Every manager eventually deals with an employee who consistently falls short: missed deadlines, low output, too many errors. The question isn’t whether to act, but how. A performance improvement plan gives you a structured, documented way to address these problems while giving the employee a real chance to turn things around.
Our free performance improvement plan template covers everything from SMART performance objectives to check-in schedules and consequences, so you’re not starting from scratch each time. Download it below, then read the guide to learn how to use it effectively.
What Is a Performance Improvement Plan?
A performance improvement plan (PIP) is an official HR document created for an underperforming employee. It identifies specific gaps in that employee’s work and lays out the objectives, actions, and timeline required for them to meet acceptable performance standards.
The plan is typically drafted by a direct supervisor, team leader, or project manager — someone with first-hand knowledge of the performance issues. HR then reviews and approves the document before it’s shared with the employee.
One thing to understand upfront: a PIP is a tool for genuine improvement, not a paper trail toward termination. If you’re creating one primarily to document a path to dismissal, you’re using it for the wrong purpose, and experienced HR professionals will spot it.
Performance Improvement Plan Template: 5 Key Elements
Every effective performance improvement plan contains five core elements:
- Purpose and problem statement
- Performance goals and the actions to reach them
- Deadlines
- List of participants and their roles
- Consequences for success and failure
Our free, editable performance improvement plan template gives you a ready-made structure for all five. Here’s what to put in each section:
1. Purpose and problem statement
This section explains why the plan exists. It should document specific performance deficiencies — not impressions, but observable facts. What exactly is the employee doing wrong? How long has this been happening? What feedback have they already received?
The employee should read this and understand clearly what the problem is, why it matters, and what the company expects going forward.
2. Objectives and actions
This is the core of the plan. Objectives must be SMART performance objectives — Specific, Measurable, Attainable, Relevant, and Time-bound. Vague goals (“improve in customer service”) give the employee nothing concrete to aim for and give you nothing to measure at the end.
Alongside each objective, list the actions, training, tools, or resources the employee can use to reach it. If a content writer needs to increase output, the objective might be “Write ten 1,000-word articles per month.” Supporting actions could include:
- Time tracking
- Productivity audit
- Distraction blocking
- Automated editing and grammar-checking software
- Copywriting courses
3. Deadlines
A PIP without clear deadlines is a conversation, not a plan. The document should specify:
- The duration of the improvement period (typically 30, 60, or 90 days, depending on the problem)
- Dates for interim check-ins
- The date for the final review
90 days is the most common duration for complex performance issues. Simpler problems like chronic lateness may need only 30. Choose a timeline that’s genuinely realistic — setting someone up to fail by compressing a 90-day problem into 30 doesn’t serve anyone.

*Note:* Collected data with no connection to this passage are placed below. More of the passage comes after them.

use std::path::PathBuf;

use thiserror::Error;

/// Errors surfaced by the picker outside of the color pipeline itself.
///
/// Color math never fails: out-of-range channels are clamped and degenerate
/// geometry is skipped, so everything here comes from the edges of the
/// program (settings files, the terminal, command-line arguments).
#[derive(Error, Debug)]
pub enum Error {
    #[error("IO error: {0}")]
    Io(#[from] std::io::Error),

    #[error("JSON error: {0}")]
    Json(#[from] serde_json::Error),

    #[error("unknown channel '{0}' (expected hue, saturation or light)")]
    InvalidChannel(String),

    #[error("invalid value for {field}: {value}")]
    InvalidValue { field: &'static str, value: String },

    #[error("could not determine a config directory")]
    NoConfigDir,

    #[error("failed to install logger: {0}")]
    Logger(#[from] log::SetLoggerError),

    #[error("settings file already exists: {0:?}")]
    AlreadyExists(PathBuf),
}

pub type Result<T> = std::result::Result<T, Error>;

4. Participants and their responsibilities
The employee is the main actor, but they’re not alone. List everyone involved: the direct manager, HR, any mentor or coach, and the employee. Be specific about who does what. Who conducts the check-ins? Who provides the training? Who signs off on the final review? Clarity here prevents confusion and miscommunication down the line.
5. Consequences
What happens if the employee meets the objectives? What happens if they don’t? Both scenarios need to be stated explicitly. Possible consequences for non-improvement include extension of the plan, reassignment, demotion, or termination. Possible rewards for success might include formal recognition or a salary review. Don’t leave either outcome vague.
When to Use a PIP — and When Not To
A PIP is the right tool when:
- The performance problem is specific and observable
- You genuinely believe the employee can improve with proper support
- The employee hasn’t yet had a structured opportunity to address the issue
- You’re prepared to invest time in coaching, check-ins, and resources
A PIP is not the right tool when:
- The problem is a skills mismatch or culture fit issue that goal-setting can’t fix
- The real intention is to create documentation for a termination you’ve already decided on
- The manager hasn’t first tried informal coaching, direct feedback, or clearer expectations
Before writing a PIP, check whether a simpler approach might work first: a direct conversation, targeted training, a role adjustment, or clearer briefing on expectations. If those approaches haven’t worked and you’ve documented that they haven’t, then a formal plan is the appropriate next step.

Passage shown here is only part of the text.